Records supplied:
::::
//! Common record header.

use super::{ensure_len, read_u16, read_u32, read_u64, FORMAT_VERSION};
use crate::error::CoreResult;
use crate::types::Rid;

/// User flags carried in the record header.
#[derive(Debug, Clone, Copy, PartialEq, Eq, Default)]
pub struct RecordFlags(u16);

impl RecordFlags {
    /// No flags set.
    pub const NONE: Self = Self(0);
    /// Message is transient: not recovered on restart.
    pub const TRANSIENT: Self = Self(0x0001);
    /// Message content is stored outside the journal.
    pub const EXTERNAL: Self = Self(0x0002);

    /// Creates flags from their raw value.
    #[must_use]
    pub const fn from_bits(bits: u16) -> Self {
        Self(bits)
    }

    /// Returns the raw value.
    #[must_use]
    pub const fn bits(self) -> u16 {
        self.0
    }

    /// Checks if the transient flag is set.
    #[must_use]
    pub const fn is_transient(self) -> bool {
        self.0 & Self::TRANSIENT.0 != 0
    }

    /// Checks if the external flag is set.
    #[must_use]
    pub const fn is_external(self) -> bool {
        self.0 & Self::EXTERNAL.0 != 0
    }

    /// Returns these flags with `other` also set.
    #[must_use]
    pub const fn with(self, other: Self) -> Self {
        Self(self.0 | other.0)
    }
}

/// Header common to every record and to the file header.
///
/// ```text
/// | magic (4) | version (2) | uflag (2) | serial (8) | rid (8) |
/// ```
#[derive(Debug, Clone, Copy, PartialEq, Eq)]
pub struct RecordHeader {
    /// Record type magic.
    pub magic: u32,
    /// Format version.
    pub version: u16,
    /// User flags.
    pub flags: RecordFlags,
    /// Serial number of the file the record was written into.
    pub serial: u64,
    /// Record id.
    pub rid: Rid,
}

impl RecordHeader {
    /// Encoded size in bytes.
    pub const SIZE: usize = 24;

    /// Creates a header at the current format version.
    #[must_use]
    pub const fn new(magic: u32, flags: RecordFlags, serial: u64, rid: Rid) -> Self {
        Self {
            magic,
            version: FORMAT_VERSION,
            flags,
            serial,
            rid,
        }
    }

    /// Encodes the header.
    #[must_use]
    pub fn encode(&self) -> [u8; Self::SIZE] {
        let mut buf = [0u8; Self::SIZE];
        buf[0..4].copy_from_slice(&self.magic.to_le_bytes());
        buf[4..6].copy_from_slice(&self.version.to_le_bytes());
        buf[6..8].copy_from_slice(&self.flags.bits().to_le_bytes());
        buf[8..16].copy_from_slice(&self.serial.to_le_bytes());
        buf[16..24].copy_from_slice(&self.rid.as_u64().to_le_bytes());
        buf
    }

    /// Decodes a header from the start of `buf`.
    ///
    /// # Errors
    ///
    /// Returns `Truncated` if `buf` is shorter than [`Self::SIZE`].
    pub fn decode(buf: &[u8]) -> CoreResult<Self> {
        ensure_len(buf, Self::SIZE)?;
        Ok(Self {
            magic: read_u32(buf, 0),
            version: read_u16(buf, 4),
            flags: RecordFlags::from_bits(read_u16(buf, 6)),
            serial: read_u64(buf, 8),
            rid: Rid::new(read_u64(buf, 16)),
        })
    }
}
::::
Goal of the exercise:
Reproduce the material in full, with no word added or dropped.

Written solution:
//! Common record header.

use super::{ensure_len, read_u16, read_u32, read_u64, FORMAT_VERSION};
use crate::error::CoreResult;
use crate::types::Rid;

/// User flags carried in the record header.
#[derive(Debug, Clone, Copy, PartialEq, Eq, Default)]
pub struct RecordFlags(u16);

impl RecordFlags {
    /// No flags set.
    pub const NONE: Self = Self(0);
    /// Message is transient: not recovered on restart.
    pub const TRANSIENT: Self = Self(0x0001);
    /// Message content is stored outside the journal.
    pub const EXTERNAL: Self = Self(0x0002);

    /// Creates flags from their raw value.
    #[must_use]
    pub const fn from_bits(bits: u16) -> Self {
        Self(bits)
    }

    /// Returns the raw value.
    #[must_use]
    pub const fn bits(self) -> u16 {
        self.0
    }

    /// Checks if the transient flag is set.
    #[must_use]
    pub const fn is_transient(self) -> bool {
        self.0 & Self::TRANSIENT.0 != 0
    }

    /// Checks if the external flag is set.
    #[must_use]
    pub const fn is_external(self) -> bool {
        self.0 & Self::EXTERNAL.0 != 0
    }

    /// Returns these flags with `other` also set.
    #[must_use]
    pub const fn with(self, other: Self) -> Self {
        Self(self.0 | other.0)
    }
}

/// Header common to every record and to the file header.
///
/// ```text
/// | magic (4) | version (2) | uflag (2) | serial (8) | rid (8) |
/// ```
#[derive(Debug, Clone, Copy, PartialEq, Eq)]
pub struct RecordHeader {
    /// Record type magic.
    pub magic: u32,
    /// Format version.
    pub version: u16,
    /// User flags.
    pub flags: RecordFlags,
    /// Serial number of the file the record was written into.
    pub serial: u64,
    /// Record id.
    pub rid: Rid,
}

impl RecordHeader {
    /// Encoded size in bytes.
    pub const SIZE: usize = 24;

    /// Creates a header at the current format version.
    #[must_use]
    pub const fn new(magic: u32, flags: RecordFlags, serial: u64, rid: Rid) -> Self {
        Self {
            magic,
            version: FORMAT_VERSION,
            flags,
            serial,
            rid,
        }
    }

    /// Encodes the header.
    #[must_use]
    pub fn encode(&self) -> [u8; Self::SIZE] {
        let mut buf = [0u8; Self::SIZE];
        buf[0..4].copy_from_slice(&self.magic.to_le_bytes());
        buf[4..6].copy_from_slice(&self.version.to_le_bytes());
        buf[6..8].copy_from_slice(&self.flags.bits().to_le_bytes());
        buf[8..16].copy_from_slice(&self.serial.to_le_bytes());
        buf[16..24].copy_from_slice(&self.rid.as_u64().to_le_bytes());
        buf
    }

    /// Decodes a header from the start of `buf`.
    ///
    /// # Errors
    ///
    /// Returns `Truncated` if `buf` is shorter than [`Self::SIZE`].
    pub fn decode(buf: &[u8]) -> CoreResult<Self> {
        ensure_len(buf, Self::SIZE)?;
        Ok(Self {
            magic: read_u32(buf, 0),
            version: read_u16(buf, 4),
            flags: RecordFlags::from_bits(read_u16(buf, 6)),
            serial: read_u64(buf, 8),
            rid: Rid::new(read_u64(buf, 16)),
        })
    }
}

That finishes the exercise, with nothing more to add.